Table 1 Anisotropic tumbling visibly influences on the Q and D values, while its effect is strongly attenuated regarding P values, with variability ranges 25, 19, and 3%, respectively
Estimation of the average generalized order parameters \(S_{{av}}^{2}\) from the experimentally observed P values was proposed by Kneller et al. (2002) using formula:
$$S_{{av}}^{2}=\sqrt {\frac{{\left\langle P \right\rangle }}{{{P_{\hbox{max} }}}}} ,$$
where \(\left\langle P \right\rangle\) is experimentally observed 10% trimmed mean value and Pmax is determined from the relaxation parameters calculated for a rigid molecule (S2 = 1.0, R
ex
= 0.0) which reorients with τR(Q). This formula results directly from Eq. (6c). Use of medians is superior to the trimmed mean values since the distributions of Q, D, and P data are most commonly non gaussian (Table S1) and robust statistics has to be used in their description (Maronna et al. 2006). Medians allow not only avoiding influence of outliers but also eliminating residues from the unstructured segments of protein characterized by inherently small Q values and resulting in extremely skewed Q distributions. Robust statistics also facilitates identifying residues undergoing chemical exchange as outliers in Q, D, and P sets. In the following text Q, D, and P medians are solely used and denoted as \(\tilde {Q}\), \(\tilde {D}\), and \(\tilde {P}\). Therefore, the Kneller et al. formula is rewritten as
$$S_{{av}}^{2}=\sqrt {\frac{{\tilde {P}}}{{{P_{\hbox{max} }}}}}$$
(7)
This approach is also extended to the estimation of site specific generalized order parameters, \(S_{i}^{2}\) utilizing either D or P values:
$$S_{i}^{2}=\frac{{{D_i}}}{{{D_{\hbox{max} }}}}$$
(8a)
$$S_{i}^{2}=\sqrt {\frac{{{P_i}}}{{{P_{\hbox{max} }}}}}$$
(8b)
One has to be aware of possible systematic deviations of so estimated \(S_{i}^{2}\) values. As it was shown earlier, the Q-derived τR values are underestimated in isotropically tumbling molecules. Accordingly, the Pmax is underestimated as well, resulting in the overestimation of \(S_{i}^{2}\) values (Fig. 4). This effect is especially pronounced for slower internal motions (long τint) with large amplitudes (small S2) at high magnetic fields. A similar effect was reported for the relaxation data in ATPase α-domain (Gu et al. 2016).

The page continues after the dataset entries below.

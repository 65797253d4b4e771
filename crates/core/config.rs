//! Engine configuration.
//!
//! Bounds and defaults for request parameters, the fanout deadline, and the
//! policy choices re-exported from `geosample-types`.
use serde::de::Error;
use serde::{Deserialize, Deserializer, Serialize, Serializer};
use std::time::Duration;

pub use geosample_types::config::{CellRanking, EmptyCellPolicy, FailurePolicy};
pub use geosample_types::grid::GridResolution;

/// Engine configuration
#[derive(Debug, Clone, PartialEq, Serialize, Deserialize)]
#[serde(deny_unknown_fields)]
pub struct Config {
    /// Upper bound for `limit` in list and radius mode
    #[serde(default = "Config::default_max_limit")]
    pub max_limit: u32,

    /// `limit` used when the caller gives none
    #[serde(default = "Config::default_default_limit")]
    pub default_limit: u32,

    /// Upper bound for each grid axis
    #[serde(default = "Config::default_max_resolution")]
    pub max_resolution: u32,

    #[serde(default)]
    pub default_resolution: GridResolution,

    /// Deadline for a whole grid fanout or radius query
    #[serde(
        rename = "query_timeout_ms",
        default = "Config::default_query_timeout",
        serialize_with = "serialize_millis",
        deserialize_with = "deserialize_millis"
    )]
    pub query_timeout: Duration,

    #[serde(default)]
    pub empty_cells: EmptyCellPolicy,

    #[serde(default)]
    pub failure_policy: FailurePolicy,

    #[serde(default)]
    pub ranking: CellRanking,
}

impl Config {
    const fn default_max_limit() -> u32 {
        25
    }

    const fn default_default_limit() -> u32 {
        25
    }

    const fn default_max_resolution() -> u32 {
        10
    }

    const fn default_query_timeout() -> Duration {
        Duration::from_secs(10)
    }

    pub fn with_max_limit(mut self, max_limit: u32) -> Self {
        assert!(max_limit > 0, "Max limit must be greater than zero");
        self.max_limit = max_limit;
        self
    }

    pub fn with_default_limit(mut self, limit: u32) -> Self {
        assert!(limit > 0, "Default limit must be greater than zero");
        self.default_limit = limit;
        self
    }

    pub fn with_max_resolution(mut self, max_resolution: u32) -> Self {
        assert!(max_resolution > 0, "Max resolution must be greater than zero");

        if max_resolution > 32 {
            log::warn!(
                "Max resolution of {} allows up to {} concurrent cell queries per request",
                max_resolution,
                max_resolution as u64 * max_resolution as u64
            );
        }

        self.max_resolution = max_resolution;
        self
    }

    pub fn with_default_resolution(mut self, resolution: GridResolution) -> Self {
        self.default_resolution = resolution;
        self
    }

    pub fn with_query_timeout(mut self, timeout: Duration) -> Self {
        assert!(!timeout.is_zero(), "Query timeout must be non-zero");
        self.query_timeout = timeout;
        self
    }

    pub fn with_empty_cells(mut self, policy: EmptyCellPolicy) -> Self {
        self.empty_cells = policy;
        self
    }

    pub fn with_failure_policy(mut self, policy: FailurePolicy) -> Self {
        self.failure_policy = policy;
        self
    }

    pub fn with_ranking(mut self, ranking: CellRanking) -> Self {
        self.ranking = ranking;
        self
    }

    pub fn validate(&self) -> Result<(), String> {
        if self.max_limit == 0 {
            return Err("Max limit must be greater than zero".to_string());
        }

        if self.default_limit == 0 || self.default_limit > self.max_limit {
            return Err(format!(
                "Default limit {} must be in [1, {}]",
                self.default_limit, self.max_limit
            ));
        }

        if self.max_resolution == 0 {
            return Err("Max resolution must be greater than zero".to_string());
        }

        let res = self.default_resolution;
        if res.horizontal() == 0
            || res.vertical() == 0
            || res.horizontal() > self.max_resolution
            || res.vertical() > self.max_resolution
        {
            return Err(format!(
                "Default resolution {}x{} must be within [1, {}] on both axes",
                res.horizontal(),
                res.vertical(),
                self.max_resolution
            ));
        }

        if self.query_timeout.is_zero() {
            return Err("Query timeout must be non-zero".to_string());
        }

        Ok(())
    }

    pub fn from_json(json: &str) -> Result<Self, serde_json::Error> {
        let config: Config = serde_json::from_str(json)?;
        if let Err(e) = config.validate() {
            return Err(serde_json::Error::custom(e));
        }
        Ok(config)
    }

    pub fn to_json(&self) -> Result<String, serde_json::Error> {
        serde_json::to_string_pretty(self)
    }

    #[cfg(feature = "toml")]
    pub fn from_toml(toml_str: &str) -> Result<Self, toml::de::Error> {
        let config: Config = toml::from_str(toml_str)?;
        if let Err(e) = config.validate() {
            return Err(toml::de::Error::custom(e));
        }
        Ok(config)
    }

    #[cfg(feature = "toml")]
    pub fn to_toml(&self) -> Result<String, toml::ser::Error> {
        toml::to_string_pretty(self)
    }
}

impl Default for Config {
    fn default() -> Self {
        Self {
            max_limit: Self::default_max_limit(),
            default_limit: Self::default_default_limit(),
            max_resolution: Self::default_max_resolution(),
            default_resolution: GridResolution::default(),
            query_timeout: Self::default_query_timeout(),
            empty_cells: EmptyCellPolicy::default(),
            failure_policy: FailurePolicy::default(),
            ranking: CellRanking::default(),
        }
    }
}

fn serialize_millis<S: Serializer>(duration: &Duration, serializer: S) -> Result<S::Ok, S::Error> {
    serializer.serialize_u64(duration.as_millis().min(u64::MAX as u128) as u64)
}

fn deserialize_millis<'de, D: Deserializer<'de>>(deserializer: D) -> Result<Duration, D::Error> {
    u64::deserialize(deserializer).map(Duration::from_millis)
}
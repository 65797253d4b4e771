//! Engine builder for flexible configuration
//!
//! Collects the store handle and configuration, then validates both when the
//! engine is built.

use crate::config::Config;
use crate::engine::Engine;
use crate::error::{GeoSampleError, Result};
use crate::storage::{GeoStore, MemoryStore};
use std::path::Path;
use std::sync::Arc;

/// Builder for an [`Engine`] over an injected store.
pub struct EngineBuilder {
    store: Option<Arc<dyn GeoStore>>,
    config: Config,
}

impl EngineBuilder {
    /// Create a new builder with default configuration and no store.
    pub fn new() -> Self {
        Self {
            store: None,
            config: Config::default(),
        }
    }

    /// Set the store the engine queries.
    pub fn store(mut self, store: Arc<dyn GeoStore>) -> Self {
        self.store = Some(store);
        self
    }

    /// Set the engine configuration.
    pub fn config(mut self, config: Config) -> Self {
        self.config = config;
        self
    }

    /// Load the configuration from a JSON file, or TOML when the path ends
    /// in `.toml` and the `toml` feature is enabled.
    pub fn config_file<P: AsRef<Path>>(mut self, path: P) -> Result<Self> {
        let path = path.as_ref();
        let text = std::fs::read_to_string(path).map_err(|e| {
            GeoSampleError::Config(format!("failed to read {}: {}", path.display(), e))
        })?;

        let is_toml = path.extension().is_some_and(|ext| ext == "toml");
        self.config = if is_toml {
            Self::parse_toml(&text)?
        } else {
            Config::from_json(&text).map_err(|e| GeoSampleError::Config(e.to_string()))?
        };
        Ok(self)
    }

    #[cfg(feature = "toml")]
    fn parse_toml(text: &str) -> Result<Config> {
        Config::from_toml(text).map_err(|e| GeoSampleError::Config(e.to_string()))
    }

    #[cfg(not(feature = "toml"))]
    fn parse_toml(_text: &str) -> Result<Config> {
        Err(GeoSampleError::Config(
            "TOML configuration requires the `toml` feature".to_string(),
        ))
    }

    /// Build the engine. Without a store, an empty [`MemoryStore`] is used.
    pub fn build(self) -> Result<Engine> {
        let store = match self.store {
            Some(store) => store,
            None => {
                log::debug!("No store configured, using an empty in-memory store");
                Arc::new(MemoryStore::new())
            }
        };
        Engine::new(store, self.config)
    }
}

impl Default for EngineBuilder {
    fn default() -> Self {
        Self::new()
    }
}
use clap::Parser;
use geosample_cli::{Args, run};

#[tokio::main]
async fn main() -> anyhow::Result<()> {
    tracing_subscriber::fmt()
        .with_writer(std::io::stderr)
        .with_env_filter(
            tracing_subscriber::EnvFilter::try_from_default_env()
                .unwrap_or_else(|_| "geosample_cli=info,geosample=info,info".into()),
        )
        .init();

    let args = Args::parse();
    let output = run(args).await?;
    println!("{}", output);

    Ok(())
}
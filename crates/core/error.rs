//! Error types for geosample.

use std::time::Duration;
use thiserror::Error;

/// Result alias used throughout the crate.
pub type Result<T> = std::result::Result<T, GeoSampleError>;

/// A rejected request parameter, reported by field name.
#[derive(Debug, Clone, PartialEq, Eq, Error)]
#[error("invalid parameter `{field}`: {reason}")]
pub struct ValidationError {
    pub field: String,
    pub reason: String,
}

impl ValidationError {
    pub fn new(field: impl Into<String>, reason: impl Into<String>) -> Self {
        Self {
            field: field.into(),
            reason: reason.into(),
        }
    }
}

#[derive(Debug, Error)]
pub enum GeoSampleError {
    /// Malformed or out-of-range input; raised before any store query.
    #[error(transparent)]
    Validation(#[from] ValidationError),

    #[error("post not found: {0}")]
    NotFound(String),

    /// The geospatial store failed or could not be reached.
    #[error("store error: {0}")]
    Store(String),

    #[error("query exceeded its deadline of {0:?}")]
    Timeout(Duration),

    /// A cell query task panicked or was cancelled.
    #[error("cell task failed: {0}")]
    Task(String),

    #[error("invalid configuration: {0}")]
    Config(String),

    #[error("serialization error: {0}")]
    Serialization(#[from] serde_json::Error),
}

impl GeoSampleError {
    /// The offending field, for validation failures.
    pub fn field(&self) -> Option<&str> {
        match self {
            GeoSampleError::Validation(e) => Some(&e.field),
            _ => None,
        }
    }

    pub fn is_validation(&self) -> bool {
        matches!(self, GeoSampleError::Validation(_))
    }
}
//! Geotagged posts, the items held by a geospatial store.

use crate::geo::Point;
use serde::{Deserialize, Serialize};
use std::fmt;

/// Hexadecimal post identity.
#[derive(Debug, Clone, PartialEq, Eq, Hash, PartialOrd, Ord, Serialize, Deserialize)]
#[serde(transparent)]
pub struct PostId(String);

impl PostId {
    /// Accepts a non-empty string of ASCII hex digits.
    ///
    /// ```
    /// use geosample_types::post::PostId;
    ///
    /// assert!(PostId::parse("deadbeef").is_some());
    /// assert!(PostId::parse("valid_ids_may_only_be_hex_numbers").is_none());
    /// assert!(PostId::parse("").is_none());
    /// ```
    pub fn parse(raw: &str) -> Option<Self> {
        if raw.is_empty() || !raw.bytes().all(|b| b.is_ascii_hexdigit()) {
            return None;
        }
        Some(Self(raw.to_ascii_lowercase()))
    }

    pub fn as_str(&self) -> &str {
        &self.0
    }
}

impl fmt::Display for PostId {
    fn fmt(&self, f: &mut fmt::Formatter<'_>) -> fmt::Result {
        f.write_str(&self.0)
    }
}

/// Reference to the user owning a post.
#[derive(Debug, Clone, PartialEq, Eq, Serialize, Deserialize)]
pub struct UserRef {
    #[serde(rename = "_id")]
    pub id: String,
    pub name: String,
}

/// Descriptive fields of a post.
#[derive(Debug, Clone, PartialEq, Default, Serialize, Deserialize)]
pub struct PostProperties {
    pub message: String,
    #[serde(default)]
    pub tags: Vec<String>,
    #[serde(default)]
    pub relevance: f64,
    #[serde(default, skip_serializing_if = "Option::is_none")]
    pub user: Option<UserRef>,
}

impl PostProperties {
    pub fn new(message: impl Into<String>) -> Self {
        Self {
            message: message.into(),
            ..Self::default()
        }
    }

    pub fn with_tags<I, S>(mut self, tags: I) -> Self
    where
        I: IntoIterator<Item = S>,
        S: Into<String>,
    {
        self.tags = tags.into_iter().map(Into::into).collect();
        self
    }

    pub fn with_relevance(mut self, relevance: f64) -> Self {
        self.relevance = relevance;
        self
    }

    pub fn with_user(mut self, id: impl Into<String>, name: impl Into<String>) -> Self {
        self.user = Some(UserRef {
            id: id.into(),
            name: name.into(),
        });
        self
    }
}

/// A stored post.
///
/// `sequence` is assigned by the store on insertion and only ever grows, so
/// a larger value means a more recent post.
#[derive(Debug, Clone, PartialEq, Serialize, Deserialize)]
pub struct Post {
    pub id: PostId,
    pub geometry: Point,
    pub properties: PostProperties,
    pub sequence: u64,
}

It is stated that the Q values do not distinguish between the effects of motional anisotropy and chemical exchange (Kneller et al. 2002), while the analysis of P data significantly attenuates the effects of motional anisotropy (c.f. Table 1) permitting rapid identification of residues undergoing chemical exchange, R
ex
. It will be shown in the next section, however, that the attenuation of motional anisotropy is not sufficient to identify unequivocally the R
ex
influenced residues. The elevated P values not always allow identifying residues affected by chemical exchange. In fact, only simultaneous outlying Q, D, and P values point out unequivocally to the chemical exchange.